The W. A. Hunsucker U.S. Pat. No. 3,454,116 provides external trusses and outwardly spaced tension members in an attempt to stiffen a riser pipe.
The K. A. Lehman U.S. Pat. No. 3,528,497 discloses a structure for supporting and positioning the upper end of a marine drilling string.
The K. A. Blenkarn et al U.S. Pat. No. 3,559,410 discloses supports for tension mooring members at the top and bottom to relieve stresses therein.
The K. A. Blenkarn U.S. Pat. No. 3,559,411 discloses a cable and pulley system coacting with mooring pipes to distribute the heave forces to the pipe.
The G. E. Mott et al U.S. Pat. No. 3,817,325 discloses a submarine conduit which is laterally reinforced by tension lines extending between vertically spaced arms extending outward from the conduit.

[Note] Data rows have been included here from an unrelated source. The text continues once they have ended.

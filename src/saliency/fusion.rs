//! Saliency map fusion
//!
//! Both inputs are min-max normalized before they are combined so that
//! neither estimator's scale dominates, and the result is normalized again.

use crate::saliency::filter::gaussian_blur_scalar;
use crate::saliency::SaliencyMap;
use crate::{AnalysisError, Result};

/// How two saliency maps are combined
#[derive(Debug, Clone, Copy, PartialEq)]
pub enum FusionMode {
    /// `w * first + (1 - w) * second`
    WeightedAverage { weight: f32 },
    /// Element-wise maximum
    Maximum,
}

impl Default for FusionMode {
    fn default() -> Self {
        FusionMode::WeightedAverage { weight: 0.5 }
    }
}

/// Fuse two saliency maps of equal size
///
/// The weight of [`FusionMode::WeightedAverage`] applies to `first`
/// (the frequency-tuned map in the pipeline). The result is approximate if
/// either input is.
///
/// # Errors
///
/// Returns `AnalysisError::InvalidInput` if the maps differ in size and
/// `AnalysisError::InvalidParameter` if the weight is outside `[0, 1]`.
pub fn fuse(first: &SaliencyMap, second: &SaliencyMap, mode: FusionMode) -> Result<SaliencyMap> {
    if !first.same_dimensions(second) {
        return Err(AnalysisError::invalid_input(format!(
            "cannot fuse a {}x{} map with a {}x{} map",
            first.width(),
            first.height(),
            second.width(),
            second.height()
        )));
    }

    let a = first.normalized();
    let b = second.normalized();

    let values: Vec<f32> = match mode {
        FusionMode::WeightedAverage { weight } => {
            if !(0.0..=1.0).contains(&weight) {
                return Err(AnalysisError::invalid_parameter("fusion.weight", weight));
            }
            a.values()
                .iter()
                .zip(b.values())
                .map(|(x, y)| weight * x + (1.0 - weight) * y)
                .collect()
        }
        FusionMode::Maximum => a
            .values()
            .iter()
            .zip(b.values())
            .map(|(x, y)| x.max(*y))
            .collect(),
    };

    Ok(SaliencyMap::new(first.width(), first.height(), values)?
        .with_approximate(first.is_approximate() || second.is_approximate())
        .normalized())
}

/// Gaussian-smooth a map and normalize it again
///
/// Softens block artifacts left by the coarse graph estimator.
pub fn smooth(map: &SaliencyMap, radius: usize) -> Result<SaliencyMap> {
    if radius == 0 {
        return Ok(map.clone());
    }
    let values = gaussian_blur_scalar(map.width(), map.height(), map.values(), radius);
    Ok(SaliencyMap::new(map.width(), map.height(), values)?
        .with_approximate(map.is_approximate())
        .normalized())
}

#[cfg(test)]
mod tests {
    use super::*;

    fn map(width: usize, values: Vec<f32>) -> SaliencyMap {
        let height = values.len() / width;
        SaliencyMap::new(width, height, values).unwrap()
    }

    fn assert_close(a: &SaliencyMap, b: &SaliencyMap) {
        for (x, y) in a.values().iter().zip(b.values()) {
            assert!((x - y).abs() < 1e-5, "{} vs {}", x, y);
        }
    }

    #[test]
    fn test_fuse_with_itself_is_normalization() {
        let m = map(3, vec![0.2, 0.4, 0.9, 0.1, 0.5, 0.3]);
        let fused = fuse(&m, &m, FusionMode::default()).unwrap();
        assert_close(&fused, &m.normalized());

        let fused = fuse(&m, &m, FusionMode::Maximum).unwrap();
        assert_close(&fused, &m.normalized());
    }

    #[test]
    fn test_scale_does_not_dominate() {
        let small = map(2, vec![0.0, 0.001, 0.0, 0.001]);
        let large = map(2, vec![100.0, 0.0, 100.0, 0.0]);
        let fused = fuse(&small, &large, FusionMode::default()).unwrap();
        // After normalization both inputs weigh the same, so every pixel averages
        // to 0.5 and the flat result normalizes to zero.
        assert!(fused.values().iter().all(|&v| v == 0.0));
    }

    #[test]
    fn test_weighted_average() {
        let first = map(3, vec![0.0, 1.0, 0.5]);
        let second = map(3, vec![1.0, 0.0, 0.5]);
        let fused = fuse(&first, &second, FusionMode::WeightedAverage { weight: 0.75 }).unwrap();
        assert_close(&fused, &map(3, vec![0.0, 1.0, 0.5]));
    }

    #[test]
    fn test_maximum() {
        let first = map(4, vec![0.0, 1.0, 0.2, 0.0]);
        let second = map(4, vec![0.0, 0.0, 0.8, 1.0]);
        let fused = fuse(&first, &second, FusionMode::Maximum).unwrap();
        assert_close(&fused, &map(4, vec![0.0, 1.0, 0.8, 1.0]));
    }

    #[test]
    fn test_dimension_mismatch() {
        let a = map(2, vec![0.0; 4]);
        let b = map(4, vec![0.0; 4]);
        assert!(matches!(
            fuse(&a, &b, FusionMode::Maximum),
            Err(AnalysisError::InvalidInput { .. })
        ));
    }

    #[test]
    fn test_weight_out_of_range() {
        let a = map(2, vec![0.0, 1.0]);
        assert!(fuse(&a, &a, FusionMode::WeightedAverage { weight: 1.5 }).is_err());
    }

    #[test]
    fn test_approximate_propagates() {
        let a = map(2, vec![0.0, 1.0]).with_approximate(true);
        let b = map(2, vec![1.0, 0.0]);
        assert!(fuse(&a, &b, FusionMode::Maximum).unwrap().is_approximate());
    }

    #[test]
    fn test_smooth_keeps_unit_range() {
        let mut values = vec![0.0; 49];
        values[24] = 1.0;
        let smoothed = smooth(&map(7, values), 2).unwrap();
        assert!(smoothed.values().iter().all(|&v| (0.0..=1.0).contains(&v)));
        assert_eq!(smoothed.get(3, 3), 1.0);
        assert!(smoothed.get(2, 3) > 0.0);
    }
}
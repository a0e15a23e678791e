//! Saliency-weighted color clustering
//!
//! Every pixel becomes a [`WeightedSample`]: its Lab color paired with its
//! fused saliency. [`WeightedPaletteClusterer`] groups the samples with a
//! weighted k-means so attended colors pull centroids towards themselves.

pub mod kmeans;

pub use kmeans::{Cluster, Clustering, WeightedPaletteClusterer};

use palette::Lab;

use crate::image::LabImage;
use crate::saliency::SaliencyMap;
use crate::{AnalysisError, Result};

/// One pixel's color and its saliency weight
#[derive(Debug, Clone, Copy, PartialEq)]
pub struct WeightedSample {
    pub color: Lab,
    pub weight: f32,
}

impl WeightedSample {
    /// Pair every Lab pixel with its saliency score
    ///
    /// Weights are floored at `min_weight` so that unattended regions still
    /// take part in clustering with a negligible pull.
    ///
    /// # Errors
    ///
    /// Returns `AnalysisError::InvalidInput` if the image and map differ in size.
    pub fn collect(lab: &LabImage, saliency: &SaliencyMap, min_weight: f32) -> Result<Vec<Self>> {
        if lab.width() != saliency.width() || lab.height() != saliency.height() {
            return Err(AnalysisError::invalid_input(format!(
                "saliency map is {}x{} but image is {}x{}",
                saliency.width(),
                saliency.height(),
                lab.width(),
                lab.height()
            )));
        }

        Ok(lab
            .pixels()
            .iter()
            .zip(saliency.values())
            .map(|(&color, &s)| WeightedSample {
                color,
                weight: s.max(min_weight),
            })
            .collect())
    }
}
//! Command-line interface for salient_palette
//!
//! Loads an image, extracts a saliency-weighted palette and prints it as a
//! table or as JSON. Set `RUST_LOG=salient_palette=debug` for stage timings.

use salient_palette::{extract_palette, image_loader, Palette, PaletteConfig};
use std::{env, path::Path, process};
use tracing_subscriber::{layer::SubscriberExt, util::SubscriberInitExt};

const DEFAULT_COLORS: usize = 5;

fn main() {
    init_tracing();

    let args: Vec<String> = env::args().collect();

    let mut colors = DEFAULT_COLORS;
    let mut json_output = false;
    let mut sequential = false;
    let mut config_path = None;
    let mut image_path_arg = None;

    let mut i = 1;
    while i < args.len() {
        match args[i].as_str() {
            "--colors" | "-k" => {
                i += 1;
                colors = match args.get(i).map(|v| v.parse::<usize>()) {
                    Some(Ok(n)) => n,
                    _ => {
                        eprintln!("Error: --colors expects a positive integer");
                        process::exit(1);
                    }
                };
            }
            "--config" => {
                i += 1;
                match args.get(i) {
                    Some(path) => config_path = Some(path.clone()),
                    None => {
                        eprintln!("Error: --config expects a file path");
                        process::exit(1);
                    }
                }
            }
            "--json" => json_output = true,
            "--sequential" => sequential = true,
            "--help" | "-h" => {
                print_help(&args[0]);
                process::exit(0);
            }
            arg if !arg.starts_with('-') => {
                if image_path_arg.is_none() {
                    image_path_arg = Some(arg.to_string());
                } else {
                    eprintln!("Error: Multiple image paths provided");
                    process::exit(1);
                }
            }
            _ => {
                eprintln!("Unknown option: {}", args[i]);
                eprintln!("Use --help for usage information");
                process::exit(1);
            }
        }
        i += 1;
    }

    let image_path_str = match image_path_arg {
        Some(path) => path,
        None => {
            print_help(&args[0]);
            process::exit(1);
        }
    };

    let mut config = match config_path {
        Some(path) => {
            PaletteConfig::from_json_file(Path::new(&path)).unwrap_or_else(|error| fail(error))
        }
        None => PaletteConfig::default(),
    };
    if sequential {
        config.parallel = false;
    }

    let image =
        image_loader::load_image(Path::new(&image_path_str)).unwrap_or_else(|error| fail(error));
    let palette = extract_palette(&image, colors, &config).unwrap_or_else(|error| fail(error));

    if json_output {
        match serde_json::to_string_pretty(&palette) {
            Ok(json) => println!("{}", json),
            Err(e) => {
                eprintln!("Error serializing palette: {}", e);
                process::exit(1);
            }
        }
    } else {
        print_table(&palette);
    }
}

fn init_tracing() {
    let env_filter = tracing_subscriber::EnvFilter::try_from_default_env()
        .unwrap_or_else(|_| "info".into());
    tracing_subscriber::registry()
        .with(env_filter)
        .with(tracing_subscriber::fmt::layer().with_writer(std::io::stderr))
        .init();
}

fn fail(error: salient_palette::AnalysisError) -> ! {
    eprintln!("Palette extraction failed: {}", error);
    if error.is_recoverable() {
        eprintln!("Suggestion: {}", error.user_message());
    }
    process::exit(1);
}

fn print_help(program_name: &str) {
    eprintln!("Usage: {} [OPTIONS] <image_path>", program_name);
    eprintln!();
    eprintln!("Extract a saliency-weighted color palette from an image.");
    eprintln!();
    eprintln!("Options:");
    eprintln!("  --colors, -k N   Number of swatches (default: {})", DEFAULT_COLORS);
    eprintln!("  --config FILE    Load parameters from a JSON file");
    eprintln!("  --json           Print the palette and metadata as JSON");
    eprintln!("  --sequential     Disable parallel execution");
    eprintln!("  --help, -h       Show this help message");
    eprintln!();
    eprintln!("Examples:");
    eprintln!("  {} photo.jpg", program_name);
    eprintln!("  {} -k 8 --json poster.png", program_name);
}

fn print_table(palette: &Palette) {
    println!(
        "{:<3} {:<8} {:>13} {:>22} {:>8} {:>8} {:>8}",
        "#", "Hex", "RGB", "CMYK %", "Mass", "Share", "Cover"
    );
    for (rank, swatch) in palette.swatches.iter().enumerate() {
        let [r, g, b] = swatch.rgb;
        let cmyk = &swatch.cmyk;
        println!(
            "{:<3} {:<8} {:>13} {:>22} {:>8.2} {:>7.1}% {:>7.1}%",
            rank + 1,
            swatch.hex,
            format!("{},{},{}", r, g, b),
            format!(
                "{:.0},{:.0},{:.0},{:.0}",
                cmyk.cyan, cmyk.magenta, cmyk.yellow, cmyk.key
            ),
            swatch.saliency_mass,
            swatch.saliency_share * 100.0,
            swatch.coverage * 100.0
        );
    }

    let meta = &palette.metadata;
    eprintln!();
    eprintln!(
        "{}x{} image, {} of {} requested swatches",
        meta.width,
        meta.height,
        palette.len(),
        meta.requested_colors
    );
    eprintln!(
        "Saliency: mean {:.3}, std {:.3}, p10 {:.3}, p90 {:.3}",
        meta.saliency.mean,
        meta.saliency.std,
        meta.saliency.percentile_10,
        meta.saliency.percentile_90
    );
}
//! Error types for the salient_palette library

use thiserror::Error;

/// Result type alias for salient_palette operations
pub type Result<T> = std::result::Result<T, AnalysisError>;

/// Error types for palette extraction
///
/// Numeric degeneracies (uniform images, a Markov solve or a clustering run
/// that does not converge) are not represented here: they are logged and the
/// pipeline continues with its best iterate.
#[derive(Error, Debug)]
pub enum AnalysisError {
    /// Input image or request is unusable (empty image, zero dimensions, bad K)
    #[error("Invalid input: {reason}")]
    InvalidInput { reason: String },

    /// Invalid configuration parameter
    #[error("Invalid parameter: {parameter} = {value}")]
    InvalidParameter { parameter: String, value: String },

    /// A color channel fell outside its defined domain
    #[error("Color value out of range: {channel} = {value} (expected {expected})")]
    InvalidColorRange {
        channel: &'static str,
        value: f32,
        expected: &'static str,
    },

    /// Image file could not be loaded or decoded
    #[error("Failed to load image: {message}")]
    ImageLoadError {
        message: String,
        #[source]
        source: Option<Box<dyn std::error::Error + Send + Sync>>,
    },

    /// Configuration file could not be read, parsed or written
    #[error("Configuration error: {message}")]
    ConfigError {
        message: String,
        #[source]
        source: Option<Box<dyn std::error::Error + Send + Sync>>,
    },

    /// Generic processing error
    #[error("Processing error: {message}")]
    ProcessingError { message: String },
}

impl AnalysisError {
    /// Create an invalid input error
    pub fn invalid_input(reason: impl Into<String>) -> Self {
        Self::InvalidInput {
            reason: reason.into(),
        }
    }

    /// Create an invalid parameter error
    pub fn invalid_parameter(parameter: impl Into<String>, value: impl ToString) -> Self {
        Self::InvalidParameter {
            parameter: parameter.into(),
            value: value.to_string(),
        }
    }

    /// Create an image load error with context
    pub fn image_load<E>(message: impl Into<String>, source: E) -> Self
    where
        E: std::error::Error + Send + Sync + 'static,
    {
        Self::ImageLoadError {
            message: message.into(),
            source: Some(Box::new(source)),
        }
    }

    /// Create a configuration error with context
    pub fn config<E>(message: impl Into<String>, source: E) -> Self
    where
        E: std::error::Error + Send + Sync + 'static,
    {
        Self::ConfigError {
            message: message.into(),
            source: Some(Box::new(source)),
        }
    }

    /// Check if this error indicates a recoverable condition
    ///
    /// Only configuration problems can be fixed by the caller without
    /// changing the input image.
    pub fn is_recoverable(&self) -> bool {
        matches!(
            self,
            AnalysisError::InvalidParameter { .. } | AnalysisError::ConfigError { .. }
        )
    }

    /// Get user-friendly error description for application display
    pub fn user_message(&self) -> String {
        match self {
            AnalysisError::ImageLoadError { .. } => {
                "Could not load the image. Please check the file format and try again.".to_string()
            }
            AnalysisError::InvalidInput { reason } => {
                format!("The image cannot be analyzed: {}.", reason)
            }
            AnalysisError::InvalidParameter { parameter, .. } => {
                format!("The setting '{}' has an unsupported value.", parameter)
            }
            AnalysisError::InvalidColorRange { .. } => {
                "The image contains malformed color data.".to_string()
            }
            _ => "Palette extraction failed. Please try with a different image.".to_string(),
        }
    }
}

#[cfg(test)]
mod tests {
    use super::*;

    #[test]
    fn test_error_display() {
        let err = AnalysisError::invalid_parameter("clustering.max_iterations", 0);
        assert_eq!(
            err.to_string(),
            "Invalid parameter: clustering.max_iterations = 0"
        );

        let err = AnalysisError::InvalidColorRange {
            channel: "red",
            value: 1.5,
            expected: "[0, 1]",
        };
        assert!(err.to_string().contains("red = 1.5"));
    }

    #[test]
    fn test_recoverable_classification() {
        assert!(AnalysisError::invalid_parameter("k", 0).is_recoverable());
        assert!(!AnalysisError::invalid_input("empty image").is_recoverable());
    }

    #[test]
    fn test_user_message_mentions_reason() {
        let err = AnalysisError::invalid_input("image has zero width");
        assert!(err.user_message().contains("zero width"));
    }
}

An article entitled "A 4,000-Foot Riser" by L. R. Heuze et al in the April 1976 edition of Journal of Petroleum Technology discusses the problems of production risers in deep water. It suggests a second support about 50 feet under the spider to reduce bending moments at the top of the riser.
The present invention relates to an improved marine production riser. The riser is connected to a casing string supported at the mud line, has a flexible joint near the bottom, has a production tubing string therein with centralizers supporting it within the riser above and below the flexible joint, has a means for interconnecting intermediate portions of adjacent risers, includes a removable support from 50 to 175 feet below the waterline from the tension moored floating structure and has wellhead production equipment positioned on the top of the riser to control production.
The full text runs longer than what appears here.